29 And the Prophet tooke vp the body of the man of God, and layed it vpon the asse, and brought it againe, and the olde Prophet came to the citie, to lament and burie him.
Nu nam de profeet het lijk van den godsman op, legde het op den ezel en bracht het naar de stad terug, om rouw te bedrijven en hem te begraven.
30 And hee layed his bodie in his owne graue, and they lamented ouer him, saying, Alas, my brother.
Hij legde het lijk in zijn eigen graf, en men hief de klaagzang over hem aan: Ach mijn broeder!
31 And when he had buried him, hee spake to his sonnes, saying, When I am dead, burie ye mee also in the sepulchre, wherein the man of God is buried: lay my bones beside his bones.
Na de begrafenis beval hij zijn zonen: Begraaf mij na mijn dood in het graf, waarin de godsman begraven ligt; legt mij naast zijn gebeente neer, opdat mijn gebeente met het zijne gespaard blijve.
32 For that thing which he cried by the word of the Lord against the altar that is in Beth-el, and against all the houses of the hie places, which are in the cities of Samaria, shall surely come to passe.
Want ongetwijfeld zal het woord vervuld worden, dat hij op last van Jahweh heeft uitgeroepen tegen het altaar te Betel en tegen al de tempels der offerhoogten in de steden van Samaria.
33 Howbeit after this, Ieroboam conuerted not from his wicked way, but turned againe, and made of the lowest of the people Priests of the hie places.

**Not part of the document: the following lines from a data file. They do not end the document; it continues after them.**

use crate::decode::decode_words;
use crate::error::Result;
use crate::exponent::extract;
use crate::histogram::{build_histograms, HistogramSpec, Labels};
use crate::io::load_raw_bytes;
use crate::layout::FloatFormat;
use serde::{Deserialize, Serialize};
use std::io::{self, Write};
use std::path::Path;
use tracing::debug;

/// Both exponent histograms of one input, labelled for display.
#[derive(Debug, Clone, PartialEq, Serialize, Deserialize)]
pub struct ExponentReport {
    pub format: FloatFormat,
    pub source: String,
    pub normal_count: u64,
    pub used: HistogramSpec,
    pub full: HistogramSpec,
}

impl ExponentReport {
    /// Writes `exponent<TAB>count` lines for every integer exponent bin of
    /// `histogram`, with the title as a leading comment.
    pub fn write_table<W: Write>(histogram: &HistogramSpec, out: &mut W) -> io::Result<()> {
        for line in histogram.labels().title.lines() {
            writeln!(out, "# {}", line)?;
        }
        for (lo, hi, count) in histogram.bins() {
            // a bin of unit width holds exactly one integer exponent
            let exponent = if lo.fract() == 0.0 { lo } else { (lo + hi) / 2.0 };
            writeln!(out, "{}\t{}", exponent as i64, count)?;
        }
        Ok(())
    }
}

fn used_labels(format: FloatFormat, source: &str) -> Labels {
    Labels {
        title: format!(
            "Exponent Distribution (Used Range)\n{}, File: {}",
            format, source
        ),
        x_label: "Unbiased Exponent Value".to_string(),
        y_label: "Frequency".to_string(),
        x_limits: None,
    }
}

fn full_labels(format: FloatFormat) -> Labels {
    let layout = format.layout();
    Labels {
        title: format!("Exponent Distribution (Full Range)\n{}", format),
        x_label: "Unbiased Exponent Value (All Possible)".to_string(),
        y_label: "Frequency".to_string(),
        x_limits: Some((
            (layout.min_normal_exponent() - 1) as f64,
            (layout.max_normal_exponent() + 1) as f64,
        )),
    }
}

/// Runs the whole analysis over an in-memory buffer. `source` only names the
/// input in the labels.
pub fn analyze_bytes(bytes: &[u8], format: FloatFormat, source: &str) -> Result<ExponentReport> {
    let layout = format.layout();
    let words = decode_words(bytes, layout)?;
    debug!("decoded {} {} values", words.len(), format);

    let unbiased = extract(&words, layout)?;
    let (used, full) = build_histograms(&unbiased, layout)?;

    Ok(ExponentReport {
        format,
        source: source.to_string(),
        normal_count: unbiased.len() as u64,
        used: used.with_labels(used_labels(format, source)),
        full: full.with_labels(full_labels(format)),
    })
}

pub fn analyze_file(path: &Path, format: FloatFormat) -> Result<ExponentReport> {
    let bytes = load_raw_bytes(path)?;
    analyze_bytes(&bytes, format, &path.display().to_string())
}

#[cfg(test)]
mod tests {
    use super::*;
    use itertools::Itertools;

    fn f64_bytes(values: &[f64]) -> Vec<u8> {
        values.iter().flat_map(|v| v.to_ne_bytes()).collect_vec()
    }

    #[test]
    fn report_labels_name_format_and_source() {
        let report = analyze_bytes(&f64_bytes(&[1.0, 2.0]), FloatFormat::Float64, "data.bin").unwrap();
        assert_eq!(
            report.used.labels().title,
            "Exponent Distribution (Used Range)\nfloat64, File: data.bin"
        );
        assert_eq!(
            report.full.labels().title,
            "Exponent Distribution (Full Range)\nfloat64"
        );
        assert_eq!(report.full.labels().x_limits, Some((-1023.0, 1024.0)));
        assert_eq!(report.normal_count, 2);
    }

    #[test]
    fn table_lists_each_exponent() {
        let report =
            analyze_bytes(&f64_bytes(&[1.0, 2.0, 2.5, 0.0]), FloatFormat::Float64, "x").unwrap();
        let mut out = Vec::new();
        ExponentReport::write_table(&report.used, &mut out).unwrap();
        let text = String::from_utf8(out).unwrap();
        assert_eq!(
            text,
            "# Exponent Distribution (Used Range)\n# float64, File: x\n-1\t0\n0\t1\n1\t2\n"
        );
    }

    #[test]
    fn full_table_uses_bin_centres() {
        let report = analyze_bytes(&f64_bytes(&[4.0]), FloatFormat::Float64, "x").unwrap();
        let mut out = Vec::new();
        ExponentReport::write_table(&report.full, &mut out).unwrap();
        let text = String::from_utf8(out).unwrap();
        let rows = text.lines().filter(|l| !l.starts_with('#')).collect_vec();
        assert_eq!(rows.len(), 2046);
        assert_eq!(rows[0], "-1022\t0");
        assert!(rows.contains(&"2\t1"));
        assert_eq!(*rows.last().unwrap(), "1023\t0");
    }
}
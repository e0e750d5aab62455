use clap::Parser;
use expdist::io::{create_output_file, dump_data_to_file};
use expdist::report::analyze_file;
use expdist::tracing::start_expdist_tracing_subscriber;
use expdist::{ExponentReport, FloatFormat};
use std::io;
use std::path::Path;
use std::process::ExitCode;
use tracing::{error, info};

/// Computes histograms of exponent field usage in a raw binary file of floating-point numbers.
/// The file is read in the host's native byte order.
#[derive(Parser)]
#[clap(version, about)]
struct Args {
    #[arg(short, long, value_enum, default_value_t = FloatFormat::Float32)]
    /// Data type of the floats in the file
    dtype: FloatFormat,

    #[arg(short, long, default_value_t = String::from("exponent_hist.bin"), verbatim_doc_comment)]
    /// Where to write the report.
    /// Load it again with print-exponent-histogram.
    output: String,

    #[arg()]
    /// Path to the binary input file
    filename: String,
}

fn main() -> ExitCode {
    // Initialize the tracing subscriber to handle debug, info, warn, and error macro calls
    start_expdist_tracing_subscriber();

    // Parse arguments from the command line
    let args = Args::parse();
    let input_path = Path::new(&args.filename);
    let output_path = Path::new(&args.output);

    match run(input_path, output_path, args.dtype) {
        Ok(()) => ExitCode::SUCCESS,
        Err(err) => {
            error!("{}", err);
            ExitCode::FAILURE
        }
    }
}

fn run(input_path: &Path, output_path: &Path, format: FloatFormat) -> expdist::Result<()> {
    // Create the output file so a bad output location errors before computation
    let output_file = create_output_file(output_path)?;

    info!("analyzing {} as {}", input_path.display(), format);
    let report = analyze_file(input_path, format)?;
    info!(
        "{} normal values over {} used-range bins",
        report.normal_count,
        report.used.counts().len()
    );

    ExponentReport::write_table(&report.used, &mut io::stdout().lock()).map_err(|source| {
        expdist::ExpDistError::Io {
            path: "<stdout>".into(),
            source,
        }
    })?;

    info!("dumping report to {}", output_path.display());
    dump_data_to_file(&report, output_file)?;

    info!("done!");
    Ok(())
}
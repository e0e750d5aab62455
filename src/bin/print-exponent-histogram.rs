use clap::Parser;
use expdist::io::load_data_from_file;
use expdist::tracing::start_expdist_tracing_subscriber;
use expdist::ExponentReport;
use std::io;
use std::path::Path;
use std::process::ExitCode;
use tracing::{debug, error, info};

/// Prints a histogram from a report written by exponent-histogram
#[derive(Parser)]
#[clap(version, about)]
struct Args {
    #[arg(short, long)]
    /// Print the full-range histogram instead of the used range
    full: bool,

    #[arg()]
    /// The report file
    report: String,
}

fn main() -> ExitCode {
    start_expdist_tracing_subscriber();

    let args = Args::parse();
    let report_path = Path::new(&args.report);

    info!("loading report at {}", args.report);
    let report = match load_data_from_file::<ExponentReport>(report_path) {
        Ok(report) => report,
        Err(err) => {
            error!("{}", err);
            return ExitCode::FAILURE;
        }
    };
    debug!(
        "{} report of {} with {} normal values",
        report.format, report.source, report.normal_count
    );

    let histogram = if args.full { &report.full } else { &report.used };
    match ExponentReport::write_table(histogram, &mut io::stdout().lock()) {
        Ok(()) => ExitCode::SUCCESS,
        Err(err) => {
            error!("could not print histogram: {}", err);
            ExitCode::FAILURE
        }
    }
}
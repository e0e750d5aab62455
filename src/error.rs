use std::io;
use std::path::PathBuf;

pub type Result<T> = std::result::Result<T, ExpDistError>;

#[derive(Debug, thiserror::Error)]
pub enum ExpDistError {
    #[error("unsupported format '{0}', must be one of float16, float32, float64")]
    UnsupportedFormat(String),

    #[error("no data found in input or input empty")]
    EmptyInput,

    #[error("input length {len} is not a multiple of the {width}-byte element width")]
    MisalignedInput { len: usize, width: usize },

    #[error("input contains no normal values (only zeros, subnormals, infinities or NaNs)")]
    NoNormalValues,

    #[error("could not access {path:?}: {source}")]
    Io {
        path: PathBuf,
        #[source]
        source: io::Error,
    },

    #[error("failed to (de)serialize report: {0}")]
    Serialization(#[from] bincode::Error),
}
pub mod decode;
pub mod error;
pub mod exponent;
pub mod histogram;
pub mod io;
pub mod layout;
pub mod report;
pub mod tracing;

pub use error::{ExpDistError, Result};
pub use layout::{FloatFormat, FloatLayout};
pub use report::{analyze_bytes, analyze_file, ExponentReport};
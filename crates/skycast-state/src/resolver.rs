//! Location-to-forecast refresh pipeline.
//!
//! Each `refresh` is an attempt with a monotonically increasing id. Attempts
//! run concurrently, but only the attempt holding the latest id at commit
//! time may write its outcome; the check happens under the state store's
//! write lock. Starting a new attempt also cancels the previous one so its
//! location/network work is abandoned where possible.

use std::sync::atomic::{AtomicU64, Ordering};
use std::sync::Arc;
use std::time::Duration;

use parking_lot::Mutex;
use skycast_core::{AppError, NetworkError, ProviderError, WeatherConfig};
use skycast_weather::{
    ConnectivityProbe, ForecastSnapshot, LocationError, LocationProvider, WeatherClient,
};
use tokio::runtime::Handle;
use tokio::sync::watch;
use tokio_util::sync::CancellationToken;
use tokio_util::task::TaskTracker;

use crate::app_state::{AppState, StateStore};
use crate::error_mapping::IntoAppError;
use crate::permission::PermissionGate;

/// Identifies one `refresh` invocation.
pub type AttemptId = u64;

const DEFAULT_FORECAST_DAYS: u8 = 3;
const DEFAULT_TIMEOUT: Duration = Duration::from_secs(10);

#[derive(Debug, Clone, PartialEq, Eq)]
pub struct ResolverSettings {
    pub forecast_days: u8,
    /// Upper bound on a weather fetch; expiry is a provider error.
    pub request_timeout: Duration,
    /// Upper bound on a position lookup; expiry counts as a failed lookup.
    pub location_timeout: Duration,
}

impl Default for ResolverSettings {
    fn default() -> Self {
        Self {
            forecast_days: DEFAULT_FORECAST_DAYS,
            request_timeout: DEFAULT_TIMEOUT,
            location_timeout: DEFAULT_TIMEOUT,
        }
    }
}

impl From<&WeatherConfig> for ResolverSettings {
    fn from(config: &WeatherConfig) -> Self {
        Self {
            forecast_days: config.forecast_days,
            request_timeout: config.request_timeout(),
            location_timeout: config.location_timeout(),
        }
    }
}

enum Outcome {
    Fetched(ForecastSnapshot),
    Failed(AppError),
    Superseded,
}

/// Orchestrates refreshes and owns the resolver-written fields of `AppState`.
///
/// Cheap to clone; clones share the same state and attempt counter.
#[derive(Clone)]
pub struct ForecastResolver {
    inner: Arc<Inner>,
}

struct Inner {
    client: Arc<dyn WeatherClient>,
    location: Arc<dyn LocationProvider>,
    connectivity: Arc<dyn ConnectivityProbe>,
    settings: ResolverSettings,
    store: StateStore,
    latest: AtomicU64,
    last_query: Mutex<Option<String>>,
    in_flight: Mutex<Option<CancellationToken>>,
    permission: PermissionGate,
    tracker: TaskTracker,
    runtime: Handle,
}

impl ForecastResolver {
    /// Create a resolver on the current tokio runtime.
    ///
    /// # Errors
    ///
    /// Returns `AppError::Internal` when called outside a tokio runtime.
    pub fn new(
        client: Arc<dyn WeatherClient>,
        location: Arc<dyn LocationProvider>,
        connectivity: Arc<dyn ConnectivityProbe>,
        settings: ResolverSettings,
    ) -> Result<Self, AppError> {
        Self::with_state(client, location, connectivity, settings, AppState::new())
    }

    /// Like [`ForecastResolver::new`] but starting from `initial` state.
    ///
    /// # Errors
    ///
    /// Returns `AppError::Internal` when called outside a tokio runtime.
    pub fn with_state(
        client: Arc<dyn WeatherClient>,
        location: Arc<dyn LocationProvider>,
        connectivity: Arc<dyn ConnectivityProbe>,
        settings: ResolverSettings,
        initial: AppState,
    ) -> Result<Self, AppError> {
        let runtime = Handle::try_current()
            .map_err(|e| AppError::Internal(format!("No tokio runtime available: {}", e)))?;

        Ok(Self {
            inner: Arc::new(Inner {
                client,
                location,
                connectivity,
                settings,
                store: StateStore::new(initial),
                latest: AtomicU64::new(0),
                last_query: Mutex::new(None),
                in_flight: Mutex::new(None),
                permission: PermissionGate::new(),
                tracker: TaskTracker::new(),
                runtime,
            }),
        })
    }

    /// Start a refresh. Fire-and-forget: the outcome is only observable
    /// through state changes. A non-empty `explicit_query` is used verbatim;
    /// otherwise the device position is resolved.
    pub fn refresh(&self, explicit_query: Option<&str>) -> AttemptId {
        let query = explicit_query
            .map(str::trim)
            .filter(|q| !q.is_empty())
            .map(str::to_string);

        // Counter bump, cancellation and the Loading transition happen under
        // one lock so concurrent callers cannot interleave them.
        let (attempt, cancel) = {
            let mut in_flight = self.inner.in_flight.lock();
            let attempt = self.inner.latest.fetch_add(1, Ordering::SeqCst) + 1;
            let cancel = CancellationToken::new();
            if let Some(previous) = in_flight.replace(cancel.clone()) {
                previous.cancel();
            }
            self.inner.store.update(AppState::begin_attempt);
            (attempt, cancel)
        };

        tracing::info!(attempt, query = ?query, "Starting forecast refresh");

        let worker = self.clone();
        let pipeline = self.inner.runtime.spawn(async move {
            tokio::select! {
                biased;
                _ = cancel.cancelled() => Outcome::Superseded,
                outcome = worker.run(attempt, query) => outcome,
            }
        });

        let committer = self.clone();
        self.inner.tracker.spawn_on(
            async move {
                let outcome = match pipeline.await {
                    Ok(outcome) => outcome,
                    Err(e) if e.is_cancelled() => Outcome::Superseded,
                    Err(e) => {
                        tracing::error!(attempt, "Refresh task failed: {}", e);
                        Outcome::Failed(AppError::Internal(e.to_string()))
                    }
                };
                committer.commit(attempt, outcome);
            },
            &self.inner.runtime,
        );

        attempt
    }

    /// Explicit search submission from the user.
    pub fn submit_search(&self, query: &str) -> Option<AttemptId> {
        let query = query.trim();
        if query.is_empty() {
            return None;
        }
        self.inner.store.update(|s| {
            s.search_mode_active = true;
            s.pending_query.clear();
        });
        Some(self.refresh(Some(query)))
    }

    pub fn set_pending_query(&self, query: &str) {
        self.inner.store.update(|s| s.pending_query = query.to_string());
    }

    /// Leave search mode without searching.
    pub fn cancel_search(&self) {
        self.inner.store.update(|s| {
            s.search_mode_active = false;
            s.pending_query.clear();
        });
    }

    /// Permission-system callback. A grant may resume a pending first load.
    pub fn set_location_permission(&self, granted: bool) {
        self.inner.store.update_if(|s| {
            if s.has_location_permission == granted {
                return false;
            }
            s.has_location_permission = granted;
            true
        });

        if granted && self.inner.permission.grant() {
            tracing::debug!("Location permission signal delivered");
        }
    }

    /// Clear the pending notice once the presentation layer has shown it.
    pub fn dismiss_notice(&self, id: u64) {
        self.inner.store.update_if(|s| {
            if s.notice.as_ref().map(|n| n.id) != Some(id) {
                return false;
            }
            s.notice = None;
            true
        });
    }

    pub fn state(&self) -> AppState {
        self.inner.store.current()
    }

    pub fn store(&self) -> &StateStore {
        &self.inner.store
    }

    pub fn subscribe(&self) -> watch::Receiver<AppState> {
        self.inner.store.subscribe()
    }

    pub fn latest_attempt(&self) -> AttemptId {
        self.inner.latest.load(Ordering::SeqCst)
    }

    /// Wait until every attempt started so far has settled.
    pub async fn wait_idle(&self) {
        let tracker = &self.inner.tracker;
        tracker.close();
        tracker.wait().await;
        tracker.reopen();
    }

    fn is_latest(&self, attempt: AttemptId) -> bool {
        self.inner.latest.load(Ordering::SeqCst) == attempt
    }

    async fn run(&self, attempt: AttemptId, explicit_query: Option<String>) -> Outcome {
        let query = match explicit_query {
            Some(query) => query,
            None => match self.locate(attempt).await {
                Ok(query) => query,
                Err(e) => return Outcome::Failed(e),
            },
        };

        *self.inner.last_query.lock() = Some(query.clone());
        self.fetch(&query).await
    }

    /// Resolve the device position into a query string.
    async fn locate(&self, attempt: AttemptId) -> Result<String, AppError> {
        let online = self.inner.connectivity.is_online().await;
        self.inner.store.update_if(|s| {
            if !self.is_latest(attempt) || s.is_online == online {
                return false;
            }
            s.is_online = online;
            true
        });

        if !online {
            tracing::warn!(attempt, "Device offline, skipping location lookup");
            return Err(NetworkError::Offline.into());
        }

        if !self.inner.store.read(|s| s.has_location_permission) {
            tracing::info!(attempt, "No location permission and no query");
            self.await_permission_grant(true);
            return Err(AppError::PermissionDenied);
        }

        let lookup = tokio::time::timeout(
            self.inner.settings.location_timeout,
            self.inner.location.current_position(),
        )
        .await;

        match lookup {
            Ok(Ok(position)) => Ok(position.to_query()),
            Ok(Err(LocationError::PermissionDenied)) => {
                tracing::info!(attempt, "Location provider denied access");
                self.await_permission_grant(false);
                Err(AppError::PermissionDenied)
            }
            Ok(Err(e)) => self.last_resort(attempt, e),
            Err(_) => self.last_resort(attempt, LocationError::Timeout),
        }
    }

    fn last_resort(&self, attempt: AttemptId, error: LocationError) -> Result<String, AppError> {
        match self.inner.last_query.lock().clone() {
            Some(query) => {
                tracing::warn!(attempt, "Location lookup failed ({}), reusing last query", error);
                Ok(query)
            }
            None => Err(error.into_app_error()),
        }
    }

    async fn fetch(&self, query: &str) -> Outcome {
        let settings = &self.inner.settings;
        let request = self.inner.client.fetch(query, settings.forecast_days);

        match tokio::time::timeout(settings.request_timeout, request).await {
            Ok(Ok(mut snapshot)) => {
                snapshot.sort_chronologically();
                Outcome::Fetched(snapshot)
            }
            Ok(Err(e)) => Outcome::Failed(e.into_app_error()),
            Err(_) => Outcome::Failed(ProviderError::Timeout.into()),
        }
    }

    fn commit(&self, attempt: AttemptId, outcome: Outcome) {
        match outcome {
            Outcome::Superseded => {
                tracing::debug!(attempt, "Refresh superseded, result dropped");
            }
            Outcome::Fetched(snapshot) => {
                let place = snapshot.location.name.clone();
                let committed = self.inner.store.update_if(|s| {
                    if !self.is_latest(attempt) {
                        return false;
                    }
                    s.commit_success(snapshot);
                    true
                });

                if committed {
                    tracing::info!(attempt, place = %place, "Forecast committed");
                } else {
                    tracing::debug!(attempt, "Stale forecast dropped");
                }
            }
            Outcome::Failed(error) => {
                let committed = self.inner.store.update_if(|s| {
                    if !self.is_latest(attempt) {
                        return false;
                    }
                    s.commit_failure(&error);
                    true
                });

                if committed {
                    tracing::warn!(attempt, status = %error.status(), "Forecast refresh failed: {}", error);
                } else {
                    tracing::debug!(attempt, "Stale failure dropped");
                }
            }
        }
    }

    /// Re-run the first load once, when permission arrives later.
    ///
    /// With `recheck`, a grant that landed before the gate was armed fires it
    /// immediately.
    fn await_permission_grant(&self, recheck: bool) {
        if !self.inner.store.read(|s| s.is_first_load) {
            return;
        }
        let Some(granted) = self.inner.permission.arm() else {
            return;
        };

        tracing::debug!("Waiting for location permission to resume first load");
        let inner = Arc::downgrade(&self.inner);
        self.inner.runtime.spawn(async move {
            if granted.await.is_err() {
                return;
            }
            let Some(inner) = inner.upgrade() else {
                return;
            };
            let resolver = ForecastResolver { inner };
            if resolver.inner.store.read(|s| s.is_first_load) {
                tracing::info!("Location permission granted, retrying first load");
                resolver.refresh(None);
            }
        });

        if recheck && self.inner.store.read(|s| s.has_location_permission) {
            self.inner.permission.grant();
        }
    }
}
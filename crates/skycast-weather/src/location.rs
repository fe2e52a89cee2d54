use async_trait::async_trait;
use thiserror::Error;

use crate::types::GeoCoordinate;

/// Location service errors
#[derive(Debug, Clone, PartialEq, Eq, Error)]
pub enum LocationError {
    #[error("Location permission denied")]
    PermissionDenied,
    #[error("Location service unavailable")]
    ServiceUnavailable,
    #[error("Location request timed out")]
    Timeout,
    #[error("Location error: {0}")]
    Other(String),
}

/// One-shot current-position lookup.
#[async_trait]
pub trait LocationProvider: Send + Sync {
    async fn current_position(&self) -> Result<GeoCoordinate, LocationError>;
}

/// Serves a configured position; unavailable when none is set.
#[derive(Debug, Clone, Default)]
pub struct FixedLocationProvider {
    position: Option<GeoCoordinate>,
}

impl FixedLocationProvider {
    pub fn new(position: Option<GeoCoordinate>) -> Self {
        Self { position }
    }
}

#[async_trait]
impl LocationProvider for FixedLocationProvider {
    async fn current_position(&self) -> Result<GeoCoordinate, LocationError> {
        self.position.ok_or(LocationError::ServiceUnavailable)
    }
}

#[cfg(test)]
mod tests {
    use super::*;

    #[tokio::test]
    async fn test_fixed_position() {
        let provider = FixedLocationProvider::new(Some(GeoCoordinate::new(50.06, 19.94)));
        let pos = provider.current_position().await.unwrap();
        assert_eq!(pos.to_query(), "50.06,19.94");
    }

    #[tokio::test]
    async fn test_unset_position_is_unavailable() {
        let provider = FixedLocationProvider::default();
        assert_eq!(
            provider.current_position().await,
            Err(LocationError::ServiceUnavailable)
        );
    }
}
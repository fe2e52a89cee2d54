pub mod config;
pub mod error;
pub mod status;

pub use config::{
    Config, ConnectivityConfig, LocationConfig, ProviderConfig, ValidationResult, WeatherConfig,
};
pub use error::{AppError, ConfigError, NetworkError, ProviderError};
pub use status::Status;

/// Initialize logging for the application.
///
/// Reads `RUST_LOG`, defaulting to `info`. Safe to call more than once.
pub fn init() {
    let initialized = tracing_subscriber::fmt()
        .with_env_filter(
            tracing_subscriber::EnvFilter::try_from_default_env()
                .unwrap_or_else(|_| tracing_subscriber::EnvFilter::new("info")),
        )
        .try_init()
        .is_ok();

    if initialized {
        tracing::info!("Skycast core initialized");
    }
}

Who would, might consecrate him selfe, and be of the Priestes of the hie places.
Ondanks dit alles bekeerde Jeroboam zich niet van zijn slecht gedrag; integendeel, hij koos nog meer priesters voor de offerhoogten uit het gewone volk. Al wie maar wilde, stelde hij tot priester aan.
34 And this thing turned to sinne vnto the house of Ieroboam, euen to roote it out, and destroy it from the face of the earth.
Dit werd de zonde van het huis van Jeroboam, en daarom zou het vernietigd worden en van de aardbodem verdelgd.